Stanford Fiber Tractography Lab - Stroke and Clinical Research
According the Centers for Disease Control (CDC), stroke is the 5th leading cause of death in the United States. Each year it affects 795,000 people and kills 140,000. It is a leading cause of long term disability. One of the devastating long-term complications of stroke is a loss or disruption of one’s ability to speak (aphasia). One does not need to be a medical expert to recognize how significant a loss or impairment in speech is to a person’s everyday life.
Fortunately, the human brain is an ever-adapting organ. Neurons (brain cells) have been shown to change their structure and functionality to support learning and other mental activities. This phenomenon is known as plasticity. Following a stroke, one may undergo intensive physical therapy to address muscle weakness, and speech and language therapy to treat aphasia. We have been awarded an NIH grant to study the language pathways of stroke patients with aphasia undergoing intensive speech and language therapy. Broadly, human language function can be divided into sound (phonology) and meaning (semantics). The prevailing model of human language attributes a dorsal (upper) neural pathway to phonological function, while a ventral (lower) neural pathway subserves semantic ability. Much of this data has come from functional magnetic resonance imaging (fMRI), stroke studies and intraoperative electrical stimulation. Nevertheless, some have challenged this model using comparisons between primate and human brain structure. One of the primary goals of our stroke research is to study further the “dorsal-ventral” language hypothesis. By studying the correlation between neuropsychological testing scores (i.e. phonological and semantic ability) and tractographically-derived white matter indices, we are hoping to shed more light on the anatomical basis of human language function.
Other proposed applications of the connectometry approach are to track white matter changes in neuro-degenerative conditions such as amyotrophic lateral sclerosis (ALS), Huntington’s disease and chronic traumatic encephalopathy (CTE), amongst others. Though the disease processes and clinical symptoms vary significantly between these diseases, and they affect different groups of people, the one thing they all share in common is progressing damage to white matter pathways. Though ALS (also known as Lou Gehrig’s disease) usually manifests first with peripheral nervous systems, the gradual loss of neuromuscular control also affects the central nervous white matter as the disease progresses. Huntington’s disease is caused by an inherited genetic mutation. Unlike ALS, which causes mainly motor symptoms, Huntington’s produces a range of behavioural, motor and cognitive changes due to accumulation of a pathological protein in the gray matter nuclei located at the center of the brain. As the white matter is responsible for transmitting signals between these nuclei and other brain areas, it is also affected by the Huntington’s disease process. CTE received a certain amount of publicity due to its high-profile victims. Post-mortem dissection of CTE patients’ brains revealed plaque-like abnormalities similar to those afflicting Alzheimer’s sufferers. All three of these conditions are progressive and caused by accumulating damage to neurons. They cannot be definitively diagnosed either until after death or via an invasive biopsy of muscle or brain tissue. As clinical decision making is enhanced by high-quality supporting evidence, the creation of a radiological “biomarker” for neurodegeneration is an active area of current research. By achieving a robust, accurate radiological biomarker, clinicians may be able to diagnose a host of neurological conditions at the onset of, or even prior to symptoms developing.

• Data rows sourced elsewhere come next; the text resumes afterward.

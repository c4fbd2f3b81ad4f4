//! # Nutrition Catalog
//!
//! Ingestion pipeline for a nutrition catalog: reads one or more source
//! documents, merges entries describing the same food item, assigns
//! content-addressed revisions, validates nutrient data, and publishes a
//! single canonical catalog file.
//!
//! ## Architecture
//!
//! ```text
//! ┌──────────┐   ┌─────────┐   ┌────────────┐   ┌──────────┐   ┌─────────┐
//! │ Sources  │──▶│  Merge  │──▶│ Versioning │──▶│ Validate │──▶│ Catalog │
//! │ (JSON)   │   │ by key  │   │  SHA-256   │   │  gate    │   │ (JSON)  │
//! └──────────┘   └────┬────┘   └─────▲──────┘   └──────────┘   └────┬────┘
//!                     │              │ prior ids/hashes             │
//!                  units             └──────────────────────────────┘
//! ```
//!
//! ## Quick Start
//!
//! ```bash
//! catalog import --source data/sources/usda.json --source data/sources/brand.json \
//!     --output data/catalog.json
//! catalog stats --catalog data/catalog.json
//! catalog get Banana --catalog data/catalog.json
//! ```
//!
//! ## Modules
//!
//! | Module | Purpose |
//! |--------|---------|
//! | [`units`] | Unit aliases and gram conversion |
//! | [`sources`] | Source document loading |
//! | [`merge`] | Multi-source merge by identity key |
//! | [`versioning`] | Content hashing and revisions |
//! | [`validate`] | Nutrient sanity rules |
//! | [`catalog`] | Catalog artifact load/write |
//! | [`ingest`] | Pipeline orchestration |
//! | [`config`] | TOML configuration parsing |
//! | [`models`] | Core data types |
//! | [`error`] | Pipeline error type |
//! | [`progress`] | Progress reporting on stderr |

pub mod catalog;
pub mod config;
pub mod error;
pub mod get;
pub mod ingest;
pub mod merge;
pub mod models;
pub mod progress;
pub mod sources;
pub mod stats;
pub mod units;
pub mod validate;
pub mod versioning;

pub use error::{CatalogError, Result};
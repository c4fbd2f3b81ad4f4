//! # Nutrition Catalog CLI (`catalog`)
//!
//! The `catalog` binary drives the ingestion pipeline and inspects the
//! catalogs it produces.
//!
//! ## Commands
//!
//! | Command | Description |
//! |---------|-------------|
//! | `catalog import` | Merge sources into the catalog file |
//! | `catalog sources` | Check source files and list their metadata |
//! | `catalog stats` | Summarize a published catalog |
//! | `catalog get <id-or-name>` | Print catalog items |
//!
//! ## Exit codes
//!
//! `import` and `sources` exit with 2 when a source cannot be loaded, 3 on
//! an unsupported unit, 4 when validation blocks publication, and 5 when
//! the catalog file itself cannot be read or written.

use clap::{Parser, Subcommand};
use std::path::{Path, PathBuf};

use nutri_catalog::config::{self, Config};
use nutri_catalog::progress::ProgressMode;
use nutri_catalog::versioning::ChangeStatus;
use nutri_catalog::{get, ingest, sources, stats, CatalogError};

/// Nutrition catalog ingestion: merge, version, validate and publish
/// food items from multiple sources.
#[derive(Parser)]
#[command(name = "catalog", version, about)]
struct Cli {
    /// Path to configuration file (TOML). Built-in defaults apply when omitted.
    #[arg(long, global = true)]
    config: Option<PathBuf>,

    #[command(subcommand)]
    command: Commands,
}

#[derive(Subcommand)]
enum Commands {
    /// Import source documents into the catalog.
    ///
    /// Loads every source, merges items by (name, brand, locale), assigns
    /// revisions against the existing catalog at the output path, validates
    /// nutrients, and rewrites the catalog. Nothing is written on failure.
    Import {
        /// Source JSON file or directory. Repeat for multiple sources;
        /// later sources win confidence ties.
        #[arg(long = "source", required = true)]
        sources: Vec<PathBuf>,

        /// Catalog file to read prior revisions from and write to.
        /// Defaults to `[catalog].output` from config.
        #[arg(long)]
        output: Option<PathBuf>,

        /// Run the whole pipeline but leave the catalog file untouched.
        #[arg(long)]
        dry_run: bool,

        /// Progress output on stderr. Defaults to `human` on a TTY, else `off`.
        #[arg(long, value_enum)]
        progress: Option<ProgressMode>,
    },

    /// Load source documents and list their metadata.
    Sources {
        /// Source JSON file or directory.
        #[arg(long = "source", required = true)]
        sources: Vec<PathBuf>,
    },

    /// Summarize a published catalog.
    Stats {
        /// Catalog file. Defaults to `[catalog].output` from config.
        #[arg(long)]
        catalog: Option<PathBuf>,
    },

    /// Print catalog items by id or name.
    Get {
        /// Item id, or a name matched case-insensitively.
        query: String,

        /// Catalog file. Defaults to `[catalog].output` from config.
        #[arg(long)]
        catalog: Option<PathBuf>,
    },
}

fn main() -> anyhow::Result<()> {
    let cli = Cli::parse();

    let cfg = match &cli.config {
        Some(path) => config::load_config(path)?,
        None => Config::default(),
    };

    match cli.command {
        Commands::Import {
            sources,
            output,
            dry_run,
            progress,
        } => {
            let output = output.unwrap_or_else(|| cfg.catalog.output.clone());
            let mode = progress.unwrap_or_else(ProgressMode::default_for_tty);
            run_import(&cfg, &sources, &output, dry_run, mode);
        }
        Commands::Sources { sources: paths } => {
            if let Err(e) = sources::list_sources(&paths, &cfg.import) {
                fail(&e);
            }
        }
        Commands::Stats { catalog } => {
            let path = catalog.unwrap_or_else(|| cfg.catalog.output.clone());
            stats::run_stats(&path)?;
        }
        Commands::Get { query, catalog } => {
            let path = catalog.unwrap_or_else(|| cfg.catalog.output.clone());
            get::run_get(&path, &query)?;
        }
    }

    Ok(())
}

fn run_import(
    cfg: &Config,
    sources: &[PathBuf],
    output: &Path,
    dry_run: bool,
    mode: ProgressMode,
) {
    let reporter = mode.reporter();
    let report = match ingest::run_import(sources, output, cfg, dry_run, reporter.as_ref()) {
        Ok(r) => r,
        Err(e) => fail(&e),
    };
    let outcome = &report.outcome;

    if report.dry_run {
        println!("import (dry-run)");
        println!("  items: {}", report.item_count());
    } else {
        println!(
            "Imported {} items into {}",
            report.item_count(),
            report.output.display()
        );
    }
    println!("  new: {}", outcome.count(ChangeStatus::New));
    println!("  changed: {}", outcome.count(ChangeStatus::Changed));
    println!("  unchanged: {}", outcome.count(ChangeStatus::Unchanged));
    println!("  warnings: {}", outcome.warnings.len());

    for issue in &outcome.warnings {
        eprintln!("warning: {}: {}", issue.item_id, issue.message);
    }
}

/// Report a pipeline failure on stderr and exit with its code.
fn fail(e: &CatalogError) -> ! {
    eprintln!("error[{}]: {}", e.kind(), e);
    for issue in e.issues() {
        eprintln!("  {}", issue);
    }
    std::process::exit(e.exit_code() as i32);
}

We have conducted preliminary work of applying our tractographic connectometry technique to ALS, CTE and Huntington’s patients. Though work is still in its early stages, we hope that we may be able to contribute to the development of a radiological neuroimaging biomarker to detect these devastating conditions.
Selected References
1.) Abhinav, K., Yeh, F. C., El-Dokla, A., Ferrando, L. M., Chang, Y. F., Lacomis, D., ... & Fernandez-Miranda, J. C. (2014). Use of diffusion spectrum imaging in preliminary longitudinal evaluation of amyotrophic lateral sclerosis: development of an imaging biomarker. Frontiers in human neuroscience, 8, 270.
2.) Abhinav, K., Al-Chalabi, A., Hortobagyi, T., & Leigh, P. N. (2006). Electrical injury and ALS: a systematic review of the literature. Journal of Neurology, Neurosurgery & Psychiatry.
3.) Abhinav, K., Yeh, F. C., Pathak, S., Suski, V., Lacomis, D., Friedlander, R. M., & Fernandez-Miranda, J. C. (2014). Advanced diffusion MRI fiber tracking in neurosurgical and neurodegenerative disorders and neuroanatomical studies: a review. Biochimica et Biophysica Acta (BBA)-Molecular Basis of Disease, 1842(11), 2286-2297.